La vida, con su infinita sabiduría, ha tenido que ponerme en situaciones límite, estos últimos años, para quebrarme y que el llanto haya podido volver a encontrar un cauce de salida. Las lágrimas aún brotan tímidamente de mis ojos, como si no se terminaran de creer que, después de tantos años, yo haya decidido permitirles salir de nuevo. Aún oigo en mi cabeza voces que, cada vez que me permito volver a llorar, me repiten “Pues no sé por qué lloras por esto. No es para tanto” y, al oírlas, mi niña interior se vuelve a esconder y mi parte adulta se enfada por volver a ser débil. A menudo me enfado con esa niña que no ha aprendido aún a reprimir sus lágrimas para que la acepten y la quieran y siento que me estorba, que me impide crecer y que merece un castigo por ello.

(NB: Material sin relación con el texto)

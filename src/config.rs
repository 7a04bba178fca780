/*
 * kernos - an RTOS core for small microcontrollers.
 *
 * SPDX-License-Identifier: MIT
 */

//! Compile-time configuration.
//!
//! Numeric knobs live here as constants; structural toggles (port
//! selection, trace backend, std for host tests) are Cargo features.
//! Applications that need different values build the kernel as a path
//! dependency and patch this module.

// =============================================================================
// Clock
// =============================================================================

/// System timer frequency, in Hz. One tick is `1000 / HZ` milliseconds.
pub const OS_SYSTICK_FREQUENCY_HZ: u32 = 1000;

/// Core clock feeding the system timer, in Hz. Match the target hardware.
pub const OS_CPU_CLOCK_HZ: u32 = 48_000_000;

// =============================================================================
// Threads
// =============================================================================

/// Priority range prescaler, 0..=4.
///
/// The value widens the priority space: 0 gives 16 levels, 4 gives the
/// full 256. Keeping it low shrinks the ready table, which holds one list
/// head per level.
pub const OS_THREAD_PRIORITY_RANGE: u32 = 4;

const _: () = assert!(OS_THREAD_PRIORITY_RANGE <= 4);

/// Stack size of the `os_main` thread, in bytes.
pub const OS_MAIN_STACK_SIZE_BYTES: usize = 400;

/// Stack size of the idle thread, in bytes.
pub const OS_IDLE_STACK_SIZE_BYTES: usize = 256;

/// Stack size of the deferred-callback (timer service) thread, in bytes.
pub const OS_TIMER_STACK_SIZE_BYTES: usize = 384;

/// Depth of the per-thread cleanup handler stack.
pub const OS_THREAD_CLEANUP_DEPTH: usize = 4;

/// Byte used to paint fresh thread stacks, for the high-water mark scan.
pub const OS_STACK_FILL_BYTE: u8 = 0xA5;

// =============================================================================
// Message queues
// =============================================================================

/// Number of message priority buckets per queue, 1..=256.
///
/// Send priorities at or above the count are clamped into the top bucket.
/// Every queue pays for this many bucket heads, so the default stays
/// modest; raise it when fine-grained message ordering matters.
pub const OS_MQUEUE_PRIO_LEVELS: usize = 16;

/// Largest accepted message slot size, in bytes.
pub const OS_MQUEUE_MAX_MSG_SIZE: usize = 0xFFFF;

// =============================================================================
// Memory pools
// =============================================================================

/// Largest accepted pool block count.
pub const OS_MEMPOOL_MAX_BLOCKS: usize = 0xFFFF;

/// Stamp written into freed pool blocks so a double `free` is detectable.
pub const OS_MEMPOOL_FREE_STAMP: u32 = 0xBEEF_DEAD;

// =============================================================================
// Trace flags (effective only with the `trace` feature)
// =============================================================================

/// Trace thread lifecycle and state transitions.
pub const OS_TRACE_THREAD: bool = true;

/// Trace context switches and preemption decisions.
pub const OS_TRACE_SCHEDULER: bool = true;

/// Trace the tick and the timed-wait drains.
pub const OS_TRACE_CLOCK: bool = false;

/// Trace user timers.
pub const OS_TRACE_TIMER: bool = false;

/// Trace the blocking synchronization primitives.
pub const OS_TRACE_SYNC: bool = false;
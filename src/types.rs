/*
 * kernos - an RTOS core for small microcontrollers.
 *
 * SPDX-License-Identifier: MIT
 */

//! Base types shared by every kernel module.
//!
//! This module defines:
//! - [`Error`] / [`Result`] - POSIX-valued status codes
//! - clock types ([`SysTicks`], [`Duration`], [`Timestamp`])
//! - the thread priority type and the named priority bands
//! - flags masks and wait modes (shared by thread signals and event flags)
//! - the thread state machine type
//!
//! Higher priority values represent higher priorities. `0` is reserved for
//! uninitialized threads.

use core::ffi::c_void;

// =============================================================================
// Result codes
// =============================================================================

/// Error codes returned by kernel operations.
///
/// The discriminants are the POSIX `errno` values, so a code can be handed
/// to C callers unchanged via [`Error::errno`]. Success is not represented
/// here; successful calls return `Ok`.
#[repr(i32)]
#[derive(Debug, Clone, Copy, PartialEq, Eq)]
pub enum Error {
    /// Operation not permitted in the current context, e.g. a blocking
    /// call in handler mode, or starting the scheduler twice. (`EPERM`)
    NotPermitted = 1,

    /// A wait was cut short at user request (cancellation). (`EINTR`)
    Interrupted = 4,

    /// Resource busy; a `try_*` call would have to block. (`EAGAIN`)
    Again = 11,

    /// A resource pool is exhausted. (`ENOMEM`)
    OutOfMemory = 12,

    /// A recursion or usage counter is saturated. (`EBUSY`)
    ResourceBusy = 16,

    /// Invalid argument. (`EINVAL`)
    Invalid = 22,

    /// The operation would deadlock on the calling thread. (`EDEADLK`)
    Deadlock = 35,

    /// The kernel detected a corrupted message. (`EBADMSG`)
    BadMessage = 74,

    /// A counter would exceed its configured cap. (`EOVERFLOW`)
    Overflow = 75,

    /// The message does not fit the queue's slot size. (`EMSGSIZE`)
    MessageTooLarge = 90,

    /// The time limit of the operation expired. (`ETIMEDOUT`)
    TimedOut = 110,

    /// The previous owner of a robust mutex terminated while holding
    /// the lock. (`EOWNERDEAD`)
    OwnerDead = 130,

    /// A robust mutex was abandoned without repair and can no longer be
    /// used. (`ENOTRECOVERABLE`)
    NotRecoverable = 131,
}

impl Error {
    /// The POSIX `errno` value of this code.
    #[inline(always)]
    pub const fn errno(self) -> i32 {
        self as i32
    }
}

/// Result type of all fallible kernel operations.
pub type Result<T> = core::result::Result<T, Error>;

// =============================================================================
// Contract checks
// =============================================================================

/// Validate a caller-visible condition.
///
/// This is the quiet form: the error code is returned to the caller in
/// every build. Use it for conditions the caller is entitled to observe
/// (busy resources, ceiling violations, calls from handler mode).
#[inline(always)]
pub(crate) fn check(cond: bool, err: Error) -> Result<()> {
    if cond {
        Ok(())
    } else {
        Err(err)
    }
}

/// Validate an internal invariant.
///
/// This is the loud form: a violated invariant panics in debug builds and
/// degrades to the error code in release builds, where unwinding through
/// the scheduler is not an option.
#[inline(always)]
pub(crate) fn check_invariant(cond: bool, err: Error) -> Result<()> {
    if cond {
        return Ok(());
    }
    debug_assert!(cond, "kernel invariant violated: {:?}", err);
    Err(err)
}

// =============================================================================
// Clock types
// =============================================================================

/// A number of SysTick periods.
pub type SysTicks = u32;

/// A relative duration, in ticks.
pub type Duration = u32;

/// An absolute point in time, in ticks since scheduler start.
///
/// 64 bits wide so the counter never wraps within a device lifetime
/// (584 million years at 1 kHz).
pub type Timestamp = u64;

/// Offset applied to the monotonic clock to obtain the realtime clock.
pub type ClockOffset = i64;

/// Sentinel duration meaning "wait forever".
pub const WAIT_FOREVER: Duration = Duration::MAX;

// =============================================================================
// Thread priorities
// =============================================================================

/// Thread priority. Higher values run first.
pub type Priority = u8;

/// Named priority bands.
///
/// The bands are scaled by [`crate::config::OS_THREAD_PRIORITY_RANGE`]:
/// a range of 4 spreads them over the full 256 levels, 0 packs them into
/// 16. Intermediate values between the named bands are valid.
pub mod priority {
    use crate::config::OS_THREAD_PRIORITY_RANGE as RANGE;

    /// Total number of priority levels.
    pub const LEVELS: usize = 16 << RANGE;

    /// Uninitialized thread.
    pub const NONE: u8 = 0;
    /// Reserved for the idle thread.
    pub const IDLE: u8 = (1 << RANGE) as u8;
    /// Lowest level available to user code.
    pub const LOWEST: u8 = (2 << RANGE) as u8;
    pub const LOW: u8 = LOWEST;
    pub const BELOW_NORMAL: u8 = (4 << RANGE) as u8;
    /// Default priority.
    pub const NORMAL: u8 = (6 << RANGE) as u8;
    pub const ABOVE_NORMAL: u8 = (8 << RANGE) as u8;
    pub const HIGH: u8 = (10 << RANGE) as u8;
    pub const REALTIME: u8 = (12 << RANGE) as u8;
    /// Highest level available to user code.
    pub const HIGHEST: u8 = ((14 << RANGE) - 1) as u8;
    /// Reserved for the deferred-callback (timer service) thread.
    pub const ISR: u8 = ((15 << RANGE) - 1) as u8;
    /// Error sentinel; also the top of the priority space.
    pub const ERROR: u8 = ((16 << RANGE) - 1) as u8;
}

// =============================================================================
// Flags (thread signals and event flags)
// =============================================================================

/// A set of flags. Wide enough for 32 independent events.
pub type FlagsMask = u32;

/// Mode bits accepted by the flag wait operations.
pub type FlagsMode = u32;

pub mod flags_mode {
    use super::FlagsMode;

    /// Return when all requested flags are raised.
    pub const ALL: FlagsMode = 1;

    /// Return when at least one requested flag is raised.
    pub const ANY: FlagsMode = 2;

    /// Clear the matched flags before returning.
    pub const CLEAR: FlagsMode = 4;
}

/// Signal sets with special meaning, for `signal_wait`.
pub mod sig {
    use super::FlagsMask;

    /// Match any raised signal flag.
    pub const ANY: FlagsMask = 0;

    /// All signal flags.
    pub const ALL: FlagsMask = 0xFFFF_FFFF;
}

// =============================================================================
// Thread state machine
// =============================================================================

/// The states a thread moves through.
///
/// `Undefined -> Inactive -> Ready <-> Running <-> Waiting -> Terminated
/// -> Destroyed`. A thread may be reused once it reaches `Terminated`.
#[repr(u8)]
#[derive(Debug, Clone, Copy, PartialEq, Eq)]
pub enum ThreadState {
    /// Control block not initialized by `create` yet.
    Undefined = 0,
    /// Initialized but not yet eligible to run.
    Inactive = 1,
    /// Eligible to run, queued on the ready list.
    Ready = 2,
    /// Currently executing.
    Running = 3,
    /// Blocked on a wait list, a timed wait, a signal wait, or a join.
    Waiting = 4,
    /// Finished; resources may be reclaimed by `join`.
    Terminated = 5,
    /// Reclaimed.
    Destroyed = 6,
}

// =============================================================================
// Entry point types
// =============================================================================

/// Thread entry function. The returned pointer is handed to `join`.
pub type ThreadEntry = extern "C" fn(*mut c_void) -> *mut c_void;

/// User timer callback.
pub type TimerFn = extern "C" fn(*mut c_void);

/// Thread cleanup handler, run LIFO at exit or forced termination.
pub type CleanupFn = extern "C" fn(*mut c_void);

// =============================================================================
// Scalar types of the synchronization objects
// =============================================================================

/// Mutex recursion counter.
pub type MutexCount = u16;

/// Maximum mutex recursion depth.
pub const MUTEX_MAX_COUNT: MutexCount = 0xFFFF;

/// Semaphore counter; signed so the arithmetic in `wait` stays obvious.
pub type SemCount = i16;

/// Maximum semaphore count value.
pub const SEM_MAX_COUNT: SemCount = 0x7FFF;

/// Message queue capacity / slot index type.
pub type MqSize = u8;

/// Largest representable queue capacity; also the "no slot" chain sentinel.
pub const MQ_MAX_SIZE: MqSize = 0xFF;

/// Message payload size type.
pub type MsgSize = u16;

/// Message priority; higher values are delivered first.
pub type MsgPriority = u8;

/// Default message priority for `send`.
pub const MSG_DEFAULT_PRIORITY: MsgPriority = 0;

/// Memory pool block count type.
pub type PoolSize = u16;

// =============================================================================
// Conversions
// =============================================================================

/// Convert milliseconds to ticks, rounding down.
#[inline(always)]
pub const fn ms_to_ticks(ms: u32) -> Duration {
    ((ms as u64 * crate::config::OS_SYSTICK_FREQUENCY_HZ as u64) / 1000) as Duration
}

/// Convert ticks to milliseconds, rounding down.
#[inline(always)]
pub const fn ticks_to_ms(ticks: Duration) -> u32 {
    ((ticks as u64 * 1000) / crate::config::OS_SYSTICK_FREQUENCY_HZ as u64) as u32
}

#[cfg(test)]
mod tests {
    use super::*;

    #[test]
    fn errno_values_are_posix() {
        assert_eq!(Error::NotPermitted.errno(), 1);
        assert_eq!(Error::Interrupted.errno(), 4);
        assert_eq!(Error::Again.errno(), 11);
        assert_eq!(Error::Invalid.errno(), 22);
        assert_eq!(Error::Deadlock.errno(), 35);
        assert_eq!(Error::TimedOut.errno(), 110);
        assert_eq!(Error::OwnerDead.errno(), 130);
        assert_eq!(Error::NotRecoverable.errno(), 131);
    }

    #[test]
    fn priority_bands_are_ordered() {
        use priority::*;
        assert!(NONE < IDLE);
        assert!(IDLE < LOWEST);
        assert!(LOWEST < NORMAL);
        assert!(NORMAL < HIGH);
        assert!(HIGH < HIGHEST);
        assert!(HIGHEST < ISR);
        assert!(ISR < ERROR);
        assert_eq!(ERROR as usize, LEVELS - 1);
    }

    #[test]
    fn tick_conversions_round_down() {
        // 1 kHz tick: 1 ms == 1 tick.
        assert_eq!(ms_to_ticks(10), 10);
        assert_eq!(ticks_to_ms(10), 10);
    }
}
/*
 * kernos - an RTOS core for small microcontrollers.
 *
 * SPDX-License-Identifier: MIT
 */

//! Host/test port.
//!
//! Stands in for real hardware so the kernel can be compiled and its
//! state machines exercised on a development host. Interrupt masking is
//! a nesting counter, context switches are recorded but do not transfer
//! control, and the tick source never fires on its own (tests advance
//! the clock by calling the tick entry point directly).
//!
//! Do not use this port on a target; `scheduler::start` cannot run a
//! first thread here and will panic.

use core::ffi::c_void;
use core::sync::atomic::{AtomicBool, AtomicU32, AtomicUsize, Ordering};

use super::{align_stack_down, IrqStatus, StackElement};

/// Interrupt mask nesting depth. Zero means "interrupts enabled".
static IRQ_DEPTH: AtomicU32 = AtomicU32::new(0);

/// Simulated handler-mode flag, settable by tests.
static HANDLER_MODE: AtomicBool = AtomicBool::new(false);

/// Number of context switches requested so far.
static CONTEXT_SWITCHES: AtomicUsize = AtomicUsize::new(0);

/// Whether the tick source is currently "running".
static TICK_RUNNING: AtomicBool = AtomicBool::new(false);

/// Disable interrupts, returning the previous nesting depth.
#[inline(always)]
pub fn irq_save() -> IrqStatus {
    IRQ_DEPTH.fetch_add(1, Ordering::SeqCst)
}

/// Restore the interrupt state saved by a matching `irq_save`.
#[inline(always)]
pub fn irq_restore(status: IrqStatus) {
    IRQ_DEPTH.store(status, Ordering::SeqCst);
}

/// The simulated handler-mode predicate.
#[inline(always)]
pub fn in_handler_mode() -> bool {
    HANDLER_MODE.load(Ordering::SeqCst)
}

/// Pretend to be inside (or outside) an interrupt handler.
///
/// Test hook; lets host tests exercise the handler-mode refusals.
pub fn set_handler_mode(active: bool) {
    HANDLER_MODE.store(active, Ordering::SeqCst);
}

/// Lay down an initial frame.
///
/// No real frame is needed because this port never switches into the
/// thread; only the alignment arithmetic is performed so stack accounting
/// matches a real port.
pub unsafe fn stack_init(
    base: *mut StackElement,
    size_bytes: usize,
    _entry: extern "C" fn(*mut c_void),
    _arg: *mut c_void,
) -> *mut StackElement {
    let top = (base as usize + size_bytes) as *mut StackElement;
    align_stack_down(top)
}

/// Record a context switch request. Control does not transfer.
pub unsafe fn context_switch(_save_slot: *mut *mut StackElement, _load_sp: *mut StackElement) {
    CONTEXT_SWITCHES.fetch_add(1, Ordering::SeqCst);
}

/// Number of context switches requested so far. Test hook.
pub fn context_switch_count() -> usize {
    CONTEXT_SWITCHES.load(Ordering::SeqCst)
}

/// Entering a thread is impossible without a real context switch.
pub unsafe fn start_first_thread(_load_sp: *mut StackElement) -> ! {
    panic!("the host port cannot enter a thread; use a hardware port");
}

/// "Start" the tick source. Ticks are injected manually by tests.
pub fn tick_start(_hz: u32) {
    TICK_RUNNING.store(true, Ordering::SeqCst);
}

/// Stop the tick source.
pub fn tick_stop() {
    TICK_RUNNING.store(false, Ordering::SeqCst);
}

/// Whether `tick_start` has been called. Test hook.
pub fn tick_running() -> bool {
    TICK_RUNNING.load(Ordering::SeqCst)
}

/// Idle hook; nothing to wait for on a host.
#[inline(always)]
pub fn idle_sleep() {
    core::hint::spin_loop();
}

/// Report the exit code to the host.
pub fn terminate(code: i32) -> ! {
    #[cfg(any(test, feature = "std"))]
    {
        extern crate std;
        std::process::exit(code);
    }
    #[cfg(not(any(test, feature = "std")))]
    {
        let _ = code;
        loop {
            core::hint::spin_loop();
        }
    }
}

He tardado mucho tiempo en comprender que yo, como adulta, me estoy comportando conmigo misma como tanto me dolió de niña que se comportaran conmigo y, darme cuenta de esto, me ha dolido mucho más de lo que en su día, como niña, me dolió lo que me ocurrió. Los que me decían esto, ya no me lo dicen, pero yo sigo diciéndomelo a mí misma una y otra vez y me enfado ya no con ellos por no comprenderme y aceptarme tal como era, sino conmigo misma por haberme convertido en lo que tanto me marcó y dolió de niña.
Ayer, una persona a la que quiero y respeto mucho compartía las siguientes dos citas en un taller sobre el niño interior en la comunidad Okuni. “No te rías nunca de las lágrimas de un niño. Todos los dolores son iguales” (Charles Van Lerberghe). “Pocas cosas son tan irritantes como que alguien, adulto o cerebro, nos diga cómo nos deberíamos sentir” (Santiago Expósito).
Yo hoy me permito poner un poco de luz en mis lágrimas y me permito volver a llorar y les pido perdón a mi niña interior, a mi adolescente y a mi adulta por no haberlas comprendido y defendido hasta hoy. Yo hoy me permito volver a llorar sin juicios ni externos ni internos, sin enfados y sin sentimiento de culpa. Yo hoy me permito volver a llorar sin disculparme por ello ni esconderme para hacerlo. Yo hoy me permito volver a llorar y lloro también por las lágrimas que no me permití derramar durante años. Yo hoy me permito volver a llorar sin miedo a que vuelvan a reírse y burlarse de mí por hacerlo. Yo hoy, simplemente me permito volver a llorar y, con ello, me permito volver a ser sensible y aceptar y honrar mi sensibilidad.
(escrito el 18 de mayo de 2020)
Yosoyluz. Ésta es mi luz. Veo la tuya y la honro.
Cómo me alegro de que hayas podido tomar conciencia de que eres una persona muy, muy sensible y de que no debes dejar de serlo por los demás, porque si no lo haces no serías tú, sino cómo los demás quieren que seas.
Muchas gracias por tus palabras, que me llegan al alma. Sí, he recorrido un largo camino para reencontrarme con mis emociones y mi sensibilidad, ésa con la que nací y de la que, a lo largo de los años poco a poco, fui desconectándome. Ahora me siento mucho más yo misma. Un abrazo de luz inmenso y mil gracias por ayudarme cada día a ser y sentirme yo misma. Te amo, cielo.